Years ago, in high school, I first heard the rap song “Beef” by the hip hop group Boogie Down Productions. The lyrics discussed the impact of eating meat on human health, the environment, and animals. That was the first time I realized that I held all of these assumptions about how animals are treated in our food system, and I began eating less meat. I learned a lot about the many reasons to maintain a plant-based diet from lots of older Black vegetarians and vegans. While I was doing doctoral work at NYU in American history I learned about the “Survival Programs” created by the Black Panther Party in the 1960s that addressed the intersection of poverty, malnutrition, and institutional racism—mainly their grocery giveaways and Free breakfast for Children Programs. I realized that historically marginalized communities were still dealing with many of the same problems in regard to food access, so in 2001 I founded a non-profit called b-healthy to raise awareness among young people about the politics of food and give them the tools to improve access to nutritious foods in their communities.
2. How does that inform how you approach healthcare?
I think health ‘care’ system is a misnomer since it often doesn’t refer to caring for people’s health. Mostly we see this medical system responding to illness. I’d like to see a system that is putting more resources into giving patients tools to prevent chronic illnesses and truly “care” for themselves and their families.
3.You had an experience with being challenged with your well-being not that long ago? Can you share more about that?
While working on my last book a few years ago I had lots of time and space to disappear in the writing and recipe testing, which was really exciting. At that time I didn’t have kids and was newly married, and it was all about the hustle. Raising my children and working on my forthcoming book was hard because writing and testing was limited to weekends, holidays, and times when my kids were out of the house. So the struggle of balancing it all felt overwhelming. Things I used to rely on to stay balanced, like my meditation practice, fell away. So now that the book is done I’m preparing to spend the better part of 2020 touring by spending lots of time working on self-care.
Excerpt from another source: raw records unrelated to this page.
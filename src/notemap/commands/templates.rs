use super::notes::{self, CreateOutcome};
use crate::error::{Result, VaultError};
use crate::pattern;
use crate::store::VaultStore;
use std::collections::BTreeMap;

pub fn list<S: VaultStore>(store: &S) -> Result<Vec<String>> {
    store.list_templates()
}

pub fn create_from<S: VaultStore>(
    store: &mut S,
    template: &str,
    path: &str,
    variables: &BTreeMap<String, String>,
) -> Result<CreateOutcome> {
    notes::create(store, path, "", None, Some(template), variables)
}

/// The whole persisted folder→template mapping.
pub fn folder_mappings<S: VaultStore>(store: &S) -> Result<BTreeMap<String, String>> {
    Ok(store.load_settings()?.folder_templates)
}

/// Effective template for a folder, by the precedence in [`pattern`].
pub fn resolve_folder<S: VaultStore>(store: &S, folder: &str) -> Result<Option<String>> {
    let settings = store.load_settings()?;
    pattern::resolve_template(&settings.folder_templates, folder)
}

/// Map a folder (or wildcard pattern) to a template. The template must
/// exist and the pattern must compile before anything is persisted.
pub fn set_folder<S: VaultStore>(
    store: &mut S,
    folder: &str,
    template: &str,
) -> Result<(String, String)> {
    pattern::validate(folder)?;
    if !store.template_exists(template)? {
        return Err(VaultError::TemplateNotFound(template.to_string()));
    }
    let key = pattern::normalize_folder(folder);
    let mut settings = store.load_settings()?;
    settings
        .folder_templates
        .insert(key.clone(), template.to_string());
    store.save_settings(&settings)?;
    Ok((key, template.to_string()))
}

/// Drop a folder mapping; the removed template name is returned.
pub fn remove_folder<S: VaultStore>(store: &mut S, folder: &str) -> Result<String> {
    let key = pattern::normalize_folder(folder);
    let mut settings = store.load_settings()?;
    let Some(template) = settings.folder_templates.remove(&key) else {
        return Err(VaultError::MappingNotFound(key));
    };
    store.save_settings(&settings)?;
    Ok(template)
}

#[cfg(test)]
mod tests {
    use super::*;
    use crate::store::memory::InMemoryStore;

    fn store() -> InMemoryStore {
        InMemoryStore::new()
            .with_template("Daily", "d")
            .with_template("Weekly", "w")
    }

    #[test]
    fn set_requires_an_existing_template() {
        let mut s = store();
        assert!(matches!(
            set_folder(&mut s, "journal", "Nope"),
            Err(VaultError::TemplateNotFound(_))
        ));
        assert!(folder_mappings(&s).unwrap().is_empty());
    }

    #[test]
    fn set_rejects_malformed_patterns_before_persisting() {
        let mut s = store();
        assert!(matches!(
            set_folder(&mut s, "journal/[bad", "Daily"),
            Err(VaultError::InvalidPattern(_))
        ));
        assert!(folder_mappings(&s).unwrap().is_empty());
    }

    #[test]
    fn set_normalizes_the_folder_key() {
        let mut s = store();
        let (key, _) = set_folder(&mut s, "/journal\\2025/", "Daily").unwrap();
        assert_eq!(key, "journal/2025");
        assert_eq!(
            resolve_folder(&s, "journal/2025").unwrap().as_deref(),
            Some("Daily")
        );
    }

    #[test]
    fn remove_returns_the_old_template_or_fails() {
        let mut s = store();
        set_folder(&mut s, "journal", "Daily").unwrap();
        assert_eq!(remove_folder(&mut s, "journal").unwrap(), "Daily");
        assert!(matches!(
            remove_folder(&mut s, "journal"),
            Err(VaultError::MappingNotFound(_))
        ));
    }

    #[test]
    fn resolve_is_stable_between_mutations() {
        let mut s = store();
        set_folder(&mut s, "journal/**", "Daily").unwrap();
        let a = resolve_folder(&s, "journal/x").unwrap();
        let b = resolve_folder(&s, "journal/x").unwrap();
        assert_eq!(a, b);
        assert_eq!(a.as_deref(), Some("Daily"));
    }

    #[test]
    fn create_from_template_applies_it() {
        let mut s = store();
        let out = create_from(&mut s, "Weekly", "work/W01", &BTreeMap::new()).unwrap();
        assert_eq!(out.template_applied.as_deref(), Some("Weekly"));
    }
}
//! Front-matter split and serialization.
//!
//! A note file is an optional YAML block fenced by `---` lines, followed by
//! the Markdown body. [`parse_note`] splits one into `(Metadata, body)`;
//! [`serialize_note`] is the inverse. A file without a front-matter block is
//! all body.

use crate::error::Result;
use crate::model::Metadata;

const DELIMITER: &str = "---";

/// Split a raw note into front-matter and body.
///
/// The body is returned without the conventional blank line after the
/// closing delimiter. A leading `---` with no closing delimiter is treated
/// as plain body text, not an error.
pub fn parse_note(text: &str) -> Result<(Metadata, String)> {
    let lines: Vec<&str> = text.split('\n').collect();
    if lines.first().map(|l| l.trim_end()) != Some(DELIMITER) {
        return Ok((Metadata::default(), text.to_string()));
    }

    let Some(close) = lines[1..]
        .iter()
        .position(|l| l.trim_end() == DELIMITER)
        .map(|i| i + 1)
    else {
        return Ok((Metadata::default(), text.to_string()));
    };

    let yaml = lines[1..close].join("\n");
    let metadata = if yaml.trim().is_empty() {
        Metadata::default()
    } else {
        serde_yaml::from_str(&yaml)?
    };
    let body = lines[close + 1..].join("\n");
    Ok((metadata, body.trim_start_matches('\n').to_string()))
}

/// Join front-matter and body back into note text. Empty front-matter emits
/// no delimiter block at all.
pub fn serialize_note(metadata: &Metadata, body: &str) -> Result<String> {
    if metadata.is_empty() {
        return Ok(body.to_string());
    }
    let yaml = serde_yaml::to_string(metadata)?;
    Ok(format!("{DELIMITER}\n{yaml}{DELIMITER}\n\n{body}"))
}

#[cfg(test)]
mod tests {
    use super::*;
    use crate::model::TagField;

    #[test]
    fn splits_front_matter_and_body() {
        let text = "---\ntitle: Plan\ntags:\n  - work\n  - daily\n---\n\n# Heading\nBody";
        let (meta, body) = parse_note(text).unwrap();
        assert_eq!(meta.tags(), vec!["work", "daily"]);
        assert_eq!(meta.extra["title"], serde_yaml::Value::String("Plan".into()));
        assert_eq!(body, "# Heading\nBody");
    }

    #[test]
    fn no_front_matter_is_all_body() {
        let (meta, body) = parse_note("# Just a note\n").unwrap();
        assert!(meta.is_empty());
        assert_eq!(body, "# Just a note\n");
    }

    #[test]
    fn unterminated_front_matter_is_body() {
        let text = "---\ntitle: Oops\nno closing line";
        let (meta, body) = parse_note(text).unwrap();
        assert!(meta.is_empty());
        assert_eq!(body, text);
    }

    #[test]
    fn csv_tag_string_survives_the_split() {
        let (meta, _) = parse_note("---\ntags: work, urgent\n---\nx").unwrap();
        assert_eq!(meta.tags, Some(TagField::Csv("work, urgent".into())));
        assert_eq!(meta.tags(), vec!["work", "urgent"]);
    }

    #[test]
    fn serialize_then_parse_round_trips() {
        let mut meta = Metadata::default();
        meta.set_tags(vec!["work".into()]);
        meta.extra
            .insert("title".into(), serde_yaml::Value::String("Plan".into()));

        let text = serialize_note(&meta, "Body line\n\nMore").unwrap();
        let (parsed, body) = parse_note(&text).unwrap();
        assert_eq!(parsed, meta);
        assert_eq!(body, "Body line\n\nMore");
    }

    #[test]
    fn empty_metadata_emits_bare_body() {
        let text = serialize_note(&Metadata::default(), "plain").unwrap();
        assert_eq!(text, "plain");
    }
}
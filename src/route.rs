use std::net::IpAddr;
use std::os::unix::prelude::{FromRawFd, RawFd};

use ipnetwork::Ipv4Network;
use netlink_packet_core::{
    NetlinkMessage, NetlinkPayload, NLM_F_ACK, NLM_F_CREATE, NLM_F_EXCL, NLM_F_REQUEST,
};
use netlink_packet_route::route::{
    RouteAddress, RouteAttribute, RouteMessage, RouteProtocol, RouteScope, RouteType,
};
use netlink_packet_route::{AddressFamily, RouteNetlinkMessage};
use nix::errno::Errno;
use nix::sys::socket::{self, MsgFlags, SockProtocol};
use thiserror::Error;

use crate::error::QueryError;
use crate::parser::{nft_nlmsg_maxsize, pad_netlink_object_with_variable_size};
use crate::query::{open_socket, send_all};

#[derive(Error, Debug)]
pub enum RouteError {
    #[error("Unable to connect to the routing subsystem")]
    Connect(#[source] QueryError),

    #[error("Network interface {name:?} not found")]
    LinkNotFound {
        name: String,
        #[source]
        source: Errno,
    },

    #[error("Only IPv4 gateways are supported, got {0}")]
    NotIpv4(IpAddr),

    #[error("The route already exists")]
    AlreadyExists,

    #[error("Unable to add the route to {destination} via {iface:?}")]
    AddRoute {
        destination: Ipv4Network,
        iface: String,
        #[source]
        source: QueryError,
    },
}

/// A network interface, resolved to its kernel index.
#[derive(Debug, Clone, PartialEq, Eq, Hash)]
pub struct Link {
    pub name: String,
    pub index: u32,
}

/// Access to the kernel routing table.
pub trait RouteTransport {
    fn resolve_link(&mut self, name: &str) -> Result<Link, RouteError>;

    /// Adds a route to `destination` through `link`. Fails with [`RouteError::AlreadyExists`] when
    /// the route is already there.
    fn add_route(&mut self, link: &Link, destination: Ipv4Network) -> Result<(), RouteError>;
}

const RT_TABLE_MAIN: u8 = 254;

/// A link scoped unicast route to `destination` through `link`, in the main table.
pub fn host_route(link: &Link, destination: Ipv4Network) -> RouteMessage {
    let mut route = RouteMessage::default();
    route.header.address_family = AddressFamily::Inet;
    route.header.destination_prefix_length = destination.prefix();
    route.header.table = RT_TABLE_MAIN;
    route.header.protocol = RouteProtocol::Boot;
    route.header.scope = RouteScope::Link;
    route.header.kind = RouteType::Unicast;
    route
        .attributes
        .push(RouteAttribute::Destination(RouteAddress::Inet(destination.ip())));
    route.attributes.push(RouteAttribute::Oif(link.index));
    route
}

/// Serializes a `RTM_NEWROUTE` request for [`host_route`]. The request fails if the route exists.
pub fn new_route_message(link: &Link, destination: Ipv4Network, seq: u32) -> Vec<u8> {
    let mut msg = NetlinkMessage::from(RouteNetlinkMessage::NewRoute(host_route(
        link,
        destination,
    )));
    msg.header.flags = NLM_F_REQUEST | NLM_F_ACK | NLM_F_CREATE | NLM_F_EXCL;
    msg.header.sequence_number = seq;
    msg.finalize();

    let mut buf = vec![0; msg.buffer_len()];
    msg.serialize(&mut buf);
    buf
}

/// [`RouteTransport`] over a `NETLINK_ROUTE` socket.
#[derive(Debug)]
pub struct RtNetlink {
    sock: RawFd,
    seq: u32,
}

impl RtNetlink {
    pub fn connect() -> Result<Self, QueryError> {
        let sock = open_socket(SockProtocol::NetlinkRoute)?;
        debug!("Opened rtnetlink socket {}", sock);
        Ok(RtNetlink { sock, seq: 0 })
    }

    /// Waits for the answer to request `seq`: `None` when it was acknowledged, the errno the
    /// kernel rejected it with otherwise.
    fn recv_ack(&self, seq: u32) -> Result<Option<Errno>, QueryError> {
        let mut msg_buffer = vec![0; nft_nlmsg_maxsize() as usize];

        loop {
            let nb_recv = socket::recv(self.sock, &mut msg_buffer, MsgFlags::empty())
                .map_err(QueryError::NetlinkRecvError)?;
            if nb_recv == 0 {
                return Err(QueryError::UnexpectedEof);
            }

            let mut pos = 0;
            while pos < nb_recv {
                let msg = NetlinkMessage::<RouteNetlinkMessage>::deserialize(
                    &msg_buffer[pos..nb_recv],
                )
                .map_err(|e| QueryError::InvalidReply(e.to_string()))?;
                let len = msg.header.length as usize;
                if len == 0 {
                    break;
                }

                if msg.header.sequence_number != seq {
                    trace!("Ignoring reply to seq {}", msg.header.sequence_number);
                } else if let NetlinkPayload::Error(err) = msg.payload {
                    return Ok(err.code.map(|code| Errno::from_i32(code.get().abs())));
                }
                pos += pad_netlink_object_with_variable_size(len);
            }
        }
    }
}

impl FromRawFd for RtNetlink {
    /// Takes ownership of an already connected rtnetlink socket.
    unsafe fn from_raw_fd(sock: RawFd) -> Self {
        RtNetlink { sock, seq: 0 }
    }
}

impl RouteTransport for RtNetlink {
    fn resolve_link(&mut self, name: &str) -> Result<Link, RouteError> {
        let index = nix::net::if_::if_nametoindex(name).map_err(|source| {
            RouteError::LinkNotFound {
                name: name.to_string(),
                source,
            }
        })?;
        Ok(Link {
            name: name.to_string(),
            index,
        })
    }

    fn add_route(&mut self, link: &Link, destination: Ipv4Network) -> Result<(), RouteError> {
        self.seq += 1;
        let seq = self.seq;
        let msg = new_route_message(link, destination, seq);
        trace!("Sending RTM_NEWROUTE with seq {}", seq);

        let add_error = |source| RouteError::AddRoute {
            destination,
            iface: link.name.clone(),
            source,
        };
        send_all(self.sock, &msg).map_err(add_error)?;
        match self.recv_ack(seq).map_err(add_error)? {
            None => Ok(()),
            Some(Errno::EEXIST) => Err(RouteError::AlreadyExists),
            Some(errno) => Err(add_error(QueryError::NetlinkError { seq, errno })),
        }
    }
}

impl Drop for RtNetlink {
    fn drop(&mut self) {
        if let Err(e) = nix::unistd::close(self.sock) {
            warn!("Couldn't close the rtnetlink socket: {}", e);
        }
    }
}

/// Adds the host route that lets the tunnel handshake reach its gateway outside the tunnel.
#[derive(Debug)]
pub struct RouteManager<T: RouteTransport = RtNetlink> {
    transport: T,
}

impl RouteManager<RtNetlink> {
    pub fn new() -> Result<Self, RouteError> {
        let transport = RtNetlink::connect().map_err(RouteError::Connect)?;
        Ok(RouteManager { transport })
    }
}

impl<T: RouteTransport> RouteManager<T> {
    pub fn with_transport(transport: T) -> Self {
        RouteManager { transport }
    }

    pub fn transport(&self) -> &T {
        &self.transport
    }

    /// Routes `gateway`/32 through `iface`. Succeeds when the route already exists.
    pub fn add_host_route(&mut self, iface: &str, gateway: IpAddr) -> Result<(), RouteError> {
        let link = self.transport.resolve_link(iface)?;

        let gateway = match gateway {
            IpAddr::V4(addr) => addr,
            IpAddr::V6(_) => return Err(RouteError::NotIpv4(gateway)),
        };
        let destination = Ipv4Network::from(gateway);

        match self.transport.add_route(&link, destination) {
            Ok(()) => {
                info!("Added route to {} via {}", destination, link.name);
                Ok(())
            }
            Err(RouteError::AlreadyExists) => {
                info!("Route to {} via {} already exists", destination, link.name);
                Ok(())
            }
            Err(e) => Err(e),
        }
    }
}
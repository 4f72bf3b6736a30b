use crate::parser::get_operation_from_nlmsghdr_type;
use crate::sys::*;
use crate::{BuilderError, Chain, MsgType, Rule};

use super::{
    get_test_nlmsg, get_test_nlmsg_with_msg_type, get_test_rule, get_test_table, strz,
    NetlinkExpr, CHAIN_NAME, TABLE_NAME,
};

#[test]
fn new_empty_rule() {
    let rule = get_test_rule();
    let mut buf = Vec::new();
    let (nlmsghdr, _nfgenmsg, raw_expr) = get_test_nlmsg(&mut buf, &rule);
    assert_eq!(
        get_operation_from_nlmsghdr_type(nlmsghdr.nlmsg_type),
        NFT_MSG_NEWRULE as u8
    );
    // rules are appended at the end of their chain
    assert_eq!(
        nlmsghdr.nlmsg_flags,
        NLM_F_REQUEST | NLM_F_CREATE | NLM_F_APPEND | NLM_F_ACK
    );
    assert_eq!(nlmsghdr.nlmsg_len, 52);

    assert_eq!(
        raw_expr,
        NetlinkExpr::List(vec![
            NetlinkExpr::Final(NFTA_RULE_TABLE, strz(TABLE_NAME)),
            NetlinkExpr::Final(NFTA_RULE_CHAIN, strz(CHAIN_NAME)),
        ])
        .to_raw()
    );
}

#[test]
fn delete_empty_rule() {
    let rule = get_test_rule();
    let mut buf = Vec::new();
    let (nlmsghdr, _nfgenmsg, _raw_expr) =
        get_test_nlmsg_with_msg_type(&mut buf, &rule, MsgType::Del);
    assert_eq!(
        get_operation_from_nlmsghdr_type(nlmsghdr.nlmsg_type),
        NFT_MSG_DELRULE as u8
    );
    assert_eq!(nlmsghdr.nlmsg_flags, NLM_F_REQUEST | NLM_F_ACK);
    assert_eq!(nlmsghdr.nlmsg_len, 52);
}

#[test]
fn rule_needs_named_chain() {
    let chain = Chain::new(&get_test_table());
    match Rule::new(&chain) {
        Err(BuilderError::MissingChainInformation) => {}
        other => panic!("unexpected result {:?}", other),
    }
}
4.What does thriving mean to you?
It means different things at different points in life. As a husband with two daughters now, thriving means taking care of my family, preparing my children for the future, and creating space for them to have an enjoyable childhood.
5.What are you most looking forward to in 2020?
I’m very excited about further inspiring people to work towards a more healthy, just, and sustainable food system.